Getting Started with Workflows - Denoise Latents

Modified on Tue, 10 Sep, 2024 at 3:22 PM

Workflows provide an extremely flexible tool for creating image generation pipelines, automating manual interface steps that you’d need to execute in order to perform standard control + transformation techniques.

This document will detail some of the core elements of utilizing workflows for the standard image generation pipeline, as well as some of the related nodes that can be used in the process.

When getting started with Workflows, you can open the Library, and use a Default Workflow to get started. This can help provide a strong foundation for any edits you’d like to make to the standard Denoising process.

To explain how these workflows operate, you’ll want to understand the core element of the currently supported Diffusion architecture - The Denoise Latents node.

Denoise Latents Node

The core processing node for creating an image is the Denoise Latents node - This executes the integrated process of Denoising based on the inputs that you provide.

The key inputs are detailed below, as well as which are optional.

Conditioning

The key guidance that shapes the image through the generation process is the Conditioning - Conditioning is the output of your prompts being encoded, and can be provided as a Positive conditioning (elements that the output should be biased towards), and a Negative conditioning (elements that the output should be biased against).

Conditioning inputs are typically generated by “Prompt” nodes for the relevant model type that you are generating with. Currently, there is a separate Conditioning node for an SD1.5 Model (Prompt) and SDXL Model (SDXL Prompt).

The core inputs for these are text strings that will then be output into the Conditioning type object that can be passed into either the Positive or Negative Conditioning input.

For SDXL Conditioning nodes, we recommend including the full, duplicated Prompt for both the Positive and Style inputs. This is most easily exposed by providing the output of a String Primitive node.

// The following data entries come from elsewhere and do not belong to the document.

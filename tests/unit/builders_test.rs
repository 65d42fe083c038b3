//! Tests for builder modules

use std::sync::atomic::{AtomicUsize, Ordering};
use std::sync::Arc;

use mapcore_scheduler::builders::{build_pools, SchedulerBuilder};
use mapcore_scheduler::config::SchedulerConfig;
use mapcore_scheduler::core::{ExecutionEnvironment, SchedulerError, WorkerThreadHooks};

#[derive(Default)]
struct CountingHooks {
    started: AtomicUsize,
    stopped: AtomicUsize,
}

impl WorkerThreadHooks for CountingHooks {
    fn on_thread_start(&self, _thread_name: &str) {
        self.started.fetch_add(1, Ordering::SeqCst);
    }

    fn on_thread_stop(&self, _thread_name: &str) {
        self.stopped.fetch_add(1, Ordering::SeqCst);
    }
}

#[test]
fn test_build_pools_rejects_invalid_config() {
    let mut config = SchedulerConfig::default();
    config.io.worker_count = 0;
    let err = build_pools(&config, None).unwrap_err();
    assert!(matches!(err, SchedulerError::InvalidConfig(ref msg) if msg.contains("io")));
}

#[test]
fn test_build_pools_sizes_each_environment() {
    let mut config = SchedulerConfig::default().with_uniform_workers(1);
    config.io.worker_count = 3;
    let pools = build_pools(&config, None).unwrap();
    assert_eq!(pools.stats(ExecutionEnvironment::Io).unwrap().worker_count, 3);
    assert_eq!(
        pools.stats(ExecutionEnvironment::Computation).unwrap().worker_count,
        1
    );
    pools.shutdown();
}

#[test]
fn test_scheduler_builder_runs_thread_hooks() {
    let hooks = Arc::new(CountingHooks::default());
    let scheduler = SchedulerBuilder::new(SchedulerConfig::default().with_uniform_workers(2))
        .with_thread_hooks(hooks.clone())
        .build()
        .unwrap();

    scheduler.destroy();
    assert_eq!(hooks.started.load(Ordering::SeqCst), 6);
    assert_eq!(hooks.stopped.load(Ordering::SeqCst), 6);
}

#[test]
fn test_scheduler_builder_honors_start_resumed() {
    let scheduler = SchedulerBuilder::new(
        SchedulerConfig::default()
            .with_uniform_workers(1)
            .with_start_resumed(true),
    )
    .build()
    .unwrap();
    assert!(scheduler.is_resumed());
    scheduler.destroy();
}
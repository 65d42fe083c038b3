//! Tokio runtime spawner implementation.

use std::future::Future;
use std::sync::Arc;

use crate::core::Spawn;

/// Tokio-based spawner for async jobs launched through
/// [`Scheduler::launch`](crate::core::Scheduler::launch).
#[derive(Clone, Debug)]
pub struct TokioSpawner {
    handle: Arc<tokio::runtime::Handle>,
}

impl TokioSpawner {
    /// Create a new `TokioSpawner` from a tokio runtime handle.
    #[must_use]
    pub fn new(handle: tokio::runtime::Handle) -> Self {
        Self {
            handle: Arc::new(handle),
        }
    }

    /// Spawner for the runtime the caller is running on; `None` outside one.
    #[must_use]
    pub fn current() -> Option<Self> {
        tokio::runtime::Handle::try_current().ok().map(Self::new)
    }
}

impl Spawn for TokioSpawner {
    fn spawn<F>(&self, fut: F)
    where
        F: Future<Output = ()> + Send + 'static,
    {
        self.handle.spawn(fut);
    }
}
//! Execution seams: the graphics channel and async runtimes.

use std::future::Future;

use super::task::Task;

/// Destination for GRAPHICS tasks.
///
/// The scheduler forwards each routed graphics task here, outside of its own
/// lock and in routing order. A sink queues the task on the thread owning the
/// GPU context and requests a render; it must never run the task on a pool or
/// producer thread.
///
/// # Example
///
/// ```rust,ignore
/// use std::sync::Arc;
/// use mapcore_scheduler::render::RenderLoopBuilder;
///
/// let render_loop = RenderLoopBuilder::new(config)
///     .with_context(context)
///     .with_renderer(renderer)
///     .spawn()?;
/// scheduler.set_graphics_sink(Some(Arc::new(render_loop.handle())));
/// ```
pub trait GraphicsTaskSink: Send + Sync {
    /// Queue a task on the render thread.
    fn schedule_graphics(&self, task: Task);
}

/// Abstraction for spawning async jobs on a runtime.
pub trait Spawn {
    /// Spawn an async task that returns a future.
    fn spawn<F>(&self, fut: F)
    where
        F: Future<Output = ()> + Send + 'static;
}

/// Hooks run on every pool worker thread as it starts and stops.
///
/// Hosts use these to attach worker threads to a foreign runtime (a JVM, a
/// profiler) and detach them again. Both methods run on the worker thread.
pub trait WorkerThreadHooks: Send + Sync {
    /// Called once, before the worker takes its first job.
    fn on_thread_start(&self, _thread_name: &str) {}

    /// Called once, after the worker leaves its loop.
    fn on_thread_stop(&self, _thread_name: &str) {}
}
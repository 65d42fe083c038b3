//! Tests for utility functions

use std::time::Duration;

use mapcore_scheduler::core::{ExecutionEnvironment, TaskConfig, TaskPriority};
use mapcore_scheduler::util::{frame_interval, init_test_tracing, now_ms, DEFAULT_LOG_DIRECTIVE};

#[test]
fn test_priority_ordering() {
    assert!(TaskPriority::High > TaskPriority::Normal);
    assert!(TaskPriority::Normal > TaskPriority::Low);
    assert_eq!(TaskPriority::default(), TaskPriority::Normal);
}

#[test]
fn test_task_config_defaults() {
    let config = TaskConfig::new("style-reload", ExecutionEnvironment::Default);
    assert_eq!(config.id, "style-reload");
    assert_eq!(config.delay_ms, 0);
    assert_eq!(config.priority, TaskPriority::Normal);
}

#[test]
fn test_anonymous_task_ids_are_unique() {
    let a = TaskConfig::anonymous(ExecutionEnvironment::Io);
    let b = TaskConfig::anonymous(ExecutionEnvironment::Io);
    assert!(!a.id.is_empty());
    assert_ne!(a.id, b.id);
}

#[test]
fn test_frame_interval() {
    assert_eq!(frame_interval(0), None);
    assert_eq!(frame_interval(50), Some(Duration::from_millis(20)));
}

#[test]
fn test_clock_and_tracing_helpers() {
    init_test_tracing();
    init_test_tracing();
    assert!(now_ms() > 0);
    assert!(DEFAULT_LOG_DIRECTIVE.starts_with("mapcore_scheduler"));
}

Setting the Generation Model

During generation, you’ll need to specify the set of model weights that you want to utilize during generation. This is configured by adding a Main Model node (or SDXL Main Model) and outputting the UNet into the Denoise Latents node.

If you’d like to utilize a Concept Model (or LoRA), you would first add a LoRA Model node, pass the UNet weights through the LoRA node to patch in the weights of your concept model, and then output the resulting weights into the Denoise Latents node. This can be repeated/chained multiple times for different LoRA nodes.

You’ll want to ensure that your conditioning nodes utilize the CLIP outputs (which are used to encode text into the conditioning output) from the last model node into your Prompt nodes.

Noise

The Noise node generates the core/base image latents that will be processed through the Denoising process. The size of the image that you’ll generate is defined by the width/height of the Noise node.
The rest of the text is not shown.